En este momento recurrí a Dios para la solución del problema y fui impulsado a confiar enteramente en los medios metafísicos de la Ciencia Cristiana para mi defensa. En alta voz y firmemente, le hablé a este hombre de su parentesco con Dios, que él y yo éramos ideas espirituales de Dios que reflejábamos el Amor divino, y que, por lo tanto, no podíamos ser enemigos, que tanto él como yo éramos hijos del mismo Padre-Madre Dios y estábamos bajo el gobierno de la Mente divina. Mientras continuaba declarando estas verdades mi adversario dejó de agredirme, se tranquilizó, me pidió disculpas por su actuación y, en un gesto de amistad, me dio la mano la que, por supuesto, estreché. Esta experiencia fue para mí una prueba clara de la verdad de la declaración del Apóstol Pablo: “Las armas de nuestra milicia no son carnales, sino poderosas en Dios, para la destrucción de fortalezas, derribando argumentos y toda altivez que se levanta contra el conocimiento de Dios” (2 Corintios 10:4, 5).

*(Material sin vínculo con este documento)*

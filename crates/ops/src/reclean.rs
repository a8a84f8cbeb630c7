//! Orphaned-recording cleanup loop.

use std::path::Path;

use ctbrec_client::{ClientError, RecClient, RecordingStatus};

/// Delete finished recordings whose media file no longer exists on the
/// local disk. Only useful when run on the machine holding the
/// recording volume.
pub async fn run(client: &RecClient) -> Result<(), ClientError> {
    let recordings = client.get_recordings().await?;
    tracing::info!(count = recordings.len(), "recordings on server");
    for recording in &recordings {
        let Some(file) = recording.absolute_file.as_deref() else {
            continue;
        };
        if Path::new(file).exists() {
            continue;
        }
        tracing::info!(
            file,
            status = recording.status.as_str(),
            "recording file missing on disk"
        );
        if recording.status == RecordingStatus::Finished {
            client.delete_recording(recording).await?;
            tracing::info!(
                file = recording.meta_data_file.as_deref().unwrap_or("<unknown>"),
                "deleted recording"
            );
        }
    }
    Ok(())
}
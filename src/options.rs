use crate::utils::validate_basic_auth;
use clap::parser::ValueSource;
use clap::{ArgMatches, Parser, ValueHint, value_parser};
use serde::Deserialize;
use std::fs;
use std::path::PathBuf;

/// Default values used throughout the project.
pub mod defaults {
    /// Number of workers fetching URLs at the same time.
    pub const WORKERS: u8 = 5;

    /// The default timeout for a single fetch, in seconds.
    pub const TIMEOUT: u64 = 30;

    /// The default user agent header value used for network requests.
    pub const USER_AGENT: &str = concat!("urlgrab/", env!("CARGO_PKG_VERSION"));

    /// Config file looked up in the working directory when `--config` is absent.
    pub const CONFIG_FILE: &str = ".urlgrab.toml";
}

/// Expands `~` and environment variables in a path argument.
fn expand_path(s: &str) -> Result<PathBuf, String> {
    shellexpand::full(s)
        .map(|expanded| PathBuf::from(expanded.as_ref()))
        .map_err(|e| format!("Failed to expand path '{}': {}", s, e))
}

#[derive(Debug, Parser)]
#[command(term_width = 80, version, about)]
pub struct Cli {
    #[arg(
        short = 's',
        long,
        help = "Path to the file with one URL per line",
        value_hint = ValueHint::FilePath,
        value_parser = expand_path
    )]
    pub src: PathBuf,

    #[arg(
        short = 'd',
        long,
        help = "Directory where the downloaded documents will be saved. Created if missing.",
        value_hint = ValueHint::DirPath,
        value_parser = expand_path
    )]
    pub dst: PathBuf,

    #[arg(
        short = 'w',
        long,
        help = "Number of workers fetching URLs concurrently",
        default_value_t = defaults::WORKERS,
        value_parser = value_parser!(u8).range(1..=100)
    )]
    pub workers: u8,

    #[arg(
        short = 't',
        long,
        help = "Timeout (in seconds) for each fetch, body download included",
        default_value_t = defaults::TIMEOUT,
        value_parser = value_parser!(u64).range(1..=600)
    )]
    pub request_timeout: u64,

    #[arg(
        long,
        help = "Custom User-Agent header to be used in requests",
        default_value_t = defaults::USER_AGENT.to_string(),
    )]
    pub user_agent: String,

    #[arg(
        long,
        help = "Basic authentication credentials in the format `username:password`",
        value_parser = validate_basic_auth,
    )]
    pub basic_auth: Option<String>,

    #[arg(
        long,
        help = "Print the report as JSON to stdout and hide progress output"
    )]
    pub json: bool,

    #[arg(
        short = 'r',
        long,
        help = "File path for storing the failures as CSV",
        value_hint = ValueHint::FilePath,
        value_parser = expand_path
    )]
    pub report_path: Option<PathBuf>,

    #[arg(
        long,
        help = "File path for storing the report as JSON",
        value_hint = ValueHint::FilePath,
        value_parser = expand_path
    )]
    pub report_path_json: Option<PathBuf>,

    #[arg(
        long,
        help = "Path to a TOML config file. Defaults to `.urlgrab.toml` in the working directory if present.",
        value_hint = ValueHint::FilePath,
        value_parser = expand_path
    )]
    pub config: Option<PathBuf>,
}

/// Settings read from a TOML config file. Every key is optional.
#[derive(Debug, Default, Deserialize)]
#[serde(deny_unknown_fields)]
pub struct ConfigFile {
    pub workers: Option<u8>,
    pub request_timeout: Option<u64>,
    pub user_agent: Option<String>,
    pub basic_auth: Option<String>,
    pub report_path: Option<String>,
    pub report_path_json: Option<String>,
}

impl ConfigFile {
    /// Loads the config file.
    ///
    /// With an explicit `path` the file must exist. Without one,
    /// `.urlgrab.toml` in the working directory is used when present,
    /// otherwise an empty config is returned.
    pub fn load(path: Option<&PathBuf>) -> Result<ConfigFile, String> {
        let path = match path {
            Some(p) if !p.exists() => {
                return Err(format!("Config file not found: {}", p.display()));
            }
            Some(p) => p.clone(),
            None => {
                let default = PathBuf::from(defaults::CONFIG_FILE);
                if !default.exists() {
                    return Ok(ConfigFile::default());
                }
                default
            }
        };

        let content = fs::read_to_string(&path)
            .map_err(|e| format!("Failed to read config file {}: {}", path.display(), e))?;
        toml::from_str(&content)
            .map_err(|e| format!("Invalid config file {}: {}", path.display(), e))
    }
}

/// Whether the user passed `id` explicitly on the command line.
fn from_command_line(matches: &ArgMatches, id: &str) -> bool {
    matches.value_source(id) == Some(ValueSource::CommandLine)
}

impl Cli {
    /// Fills in values from the config file. Arguments given on the command
    /// line always win.
    pub fn apply_config(&mut self, config: &ConfigFile, matches: &ArgMatches) -> Result<(), String> {
        if let Some(workers) = config.workers {
            if !from_command_line(matches, "workers") {
                if !(1..=100).contains(&workers) {
                    return Err(format!("workers must be between 1 and 100, got {}", workers));
                }
                self.workers = workers;
            }
        }
        if let Some(timeout) = config.request_timeout {
            if !from_command_line(matches, "request_timeout") {
                if !(1..=600).contains(&timeout) {
                    return Err(format!(
                        "request_timeout must be between 1 and 600, got {}",
                        timeout
                    ));
                }
                self.request_timeout = timeout;
            }
        }
        if let Some(user_agent) = &config.user_agent {
            if !from_command_line(matches, "user_agent") {
                self.user_agent = user_agent.clone();
            }
        }
        if let Some(auth) = &config.basic_auth {
            if !from_command_line(matches, "basic_auth") {
                self.basic_auth = Some(validate_basic_auth(auth)?);
            }
        }
        if let Some(path) = &config.report_path {
            if !from_command_line(matches, "report_path") {
                self.report_path = Some(expand_path(path)?);
            }
        }
        if let Some(path) = &config.report_path_json {
            if !from_command_line(matches, "report_path_json") {
                self.report_path_json = Some(expand_path(path)?);
            }
        }
        Ok(())
    }
}
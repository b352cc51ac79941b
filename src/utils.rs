use std::time::Duration;
use unicode_segmentation::UnicodeSegmentation;

/// Shortens `message` to at most `max_width` grapheme clusters, ending with
/// `…` when something was cut. Used to keep progress messages on one line.
///
/// # Panics
/// Panics if `max_width` is less than 2.
///
/// # Examples
/// ```rust
/// use urlgrab::utils::truncate_message;
///
/// assert_eq!(truncate_message("https://example.com/long", 8), "https:/…");
/// assert_eq!(truncate_message("short", 8), "short");
/// ```
pub fn truncate_message(message: &str, max_width: usize) -> String {
    assert!(
        max_width >= 2,
        "max_width must be at least 2 to accommodate the ellipsis"
    );

    let graphemes: Vec<&str> = message.graphemes(true).collect();
    if graphemes.len() > max_width {
        format!("{}…", graphemes[..max_width - 1].concat())
    } else {
        message.to_string()
    }
}

/// Validates basic auth credentials given as `username:password`.
///
/// Both parts must be non-empty. The password may itself contain colons.
///
/// # Example
///
/// ```rust
/// use urlgrab::utils::validate_basic_auth;
///
/// assert!(validate_basic_auth("user:pass").is_ok());
/// assert!(validate_basic_auth("invalid_format").is_err());
/// ```
pub fn validate_basic_auth(val: &str) -> Result<String, String> {
    match val.split_once(':') {
        Some((user, password)) if !user.is_empty() && !password.is_empty() => Ok(val.to_string()),
        Some(_) => Err(String::from(
            "Invalid format: must be `username:password` with non-empty values",
        )),
        None => Err(String::from("Invalid format: must be `username:password`")),
    }
}

pub fn kb(bytes: u64) -> String {
    let kilobytes = bytes as f64 / 1024.0;
    format!("{kilobytes:.2}kb")
}

pub fn ms(duration: Duration) -> String {
    let milliseconds = duration.as_millis() as f64;
    format!("{milliseconds:.2}ms")
}
use crate::collector::ErrorSink;
use crate::network::{Fetch, Saved};
use crate::utils;
use console::style;
use futures::future::join_all;
use indicatif::ProgressBar;
use std::sync::Arc;
use tokio::sync::{Mutex, mpsc};
use tokio::task::{JoinError, JoinHandle};

/// What a single worker did before the channel closed.
#[derive(Debug, Default)]
struct WorkerOutcome {
    attempted: usize,
    saved: Vec<Saved>,
}

/// Merged result of every worker in the pool.
#[derive(Debug, Default)]
pub struct PoolOutcome {
    /// Number of URLs taken from the channel and handed to the fetcher.
    pub attempted: usize,
    /// Success tokens, in completion order.
    pub saved: Vec<Saved>,
}

/// A fixed number of workers sharing one work channel.
///
/// At most `workers` fetches are in flight at any time, however long the URL
/// list is.
pub struct WorkerPool {
    handles: Vec<JoinHandle<WorkerOutcome>>,
}

impl WorkerPool {
    /// Starts `workers` tasks pulling URLs from `rx`.
    ///
    /// Each worker fetches one URL at a time, forwards failures to `errors`
    /// and exits once the channel is closed and empty.
    ///
    /// # Panics
    ///
    /// Panics if `workers` is 0.
    pub fn spawn<F: Fetch>(
        workers: usize,
        rx: mpsc::Receiver<String>,
        fetcher: Arc<F>,
        errors: ErrorSink,
        progress: ProgressBar,
    ) -> WorkerPool {
        assert!(workers > 0, "a worker pool needs at least one worker");

        let rx = Arc::new(Mutex::new(rx));
        let handles = (0..workers)
            .map(|_| {
                let rx = Arc::clone(&rx);
                let fetcher = Arc::clone(&fetcher);
                let errors = errors.clone();
                let progress = progress.clone();
                tokio::spawn(run_worker(rx, fetcher, errors, progress))
            })
            .collect();

        WorkerPool { handles }
    }

    /// Waits for every worker to exit and merges what they did.
    pub async fn join(self) -> Result<PoolOutcome, JoinError> {
        let mut outcome = PoolOutcome::default();
        for result in join_all(self.handles).await {
            let worker = result?;
            outcome.attempted += worker.attempted;
            outcome.saved.extend(worker.saved);
        }
        Ok(outcome)
    }
}

async fn run_worker<F: Fetch>(
    rx: Arc<Mutex<mpsc::Receiver<String>>>,
    fetcher: Arc<F>,
    errors: ErrorSink,
    progress: ProgressBar,
) -> WorkerOutcome {
    let mut outcome = WorkerOutcome::default();

    loop {
        // The lock is released before fetching, so only the wait for the
        // next URL is serialized between workers.
        let next = rx.lock().await.recv().await;
        let Some(url) = next else {
            break;
        };

        outcome.attempted += 1;
        progress.set_message(format!("Fetching: {}", utils::truncate_message(&url, 60)));
        progress.println(format!("{} {}", style("[GET]").dim(), url));

        match fetcher.fetch(&url).await {
            Ok(saved) => {
                progress.println(format!(
                    "{} {} → {}",
                    style("[SAVED]").green(),
                    saved.url,
                    saved.path.display()
                ));
                outcome.saved.push(saved);
            }
            Err(error) => errors.record(error),
        }
        progress.inc(1);
    }

    outcome
}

Durante algún tiempo sufrí de un dolor en la espalda, pero no le presté atención pensando que desaparecería. Al contrario, el dolor fue aumentando y extendiéndose al punto que me resultaba muy difícil caminar. Oré sinceramente en la Ciencia Cristiana para sanar de esta condición, y a veces recibí tratamiento de un practicista de la Ciencia Cristiana, pero el problema continuó. Al cabo de unos dos meses estaba muy desalentado y acepté la sugestión de que si pudiera saber el nombre específico de la enfermedad estaría en mejor posición para vencer el error por medio de la oración en Ciencia Cristiana. Caí en la tentación de diagnosticarme yo mismo en demasía, lo que no me sirvió de nada, hasta que mi atención se detuvo en la siguiente declaración de la Sra. Eddy: “Tenéis que encontrar que el error es nada; entonces, y sólo entonces, podéis vencerlo en la Ciencia” (Miscellaneous Writings — Escritos Misceláneos, pág. 334). Esta declaración me despertó a comprender que lo único que tenía que hacer acerca de esta incapacidad física era ver su completa irrealidad. Dirigí mis pensamientos a Dios, la Mente divina y, por cerca de una hora, honesta y persistentemente declaré tanto audible como silenciosamente mi parentesco con Dios, el Espíritu. Declaré todas las verdades en las cuales pude pensar, hasta que comprendí espiritualmente que la materia no puede hacer condiciones para el hombre porque el hombre es espiritual y está bajo el gobierno y dirección de la Verdad y el Amor. El resultado de este trabajo de oración fue la completa curación.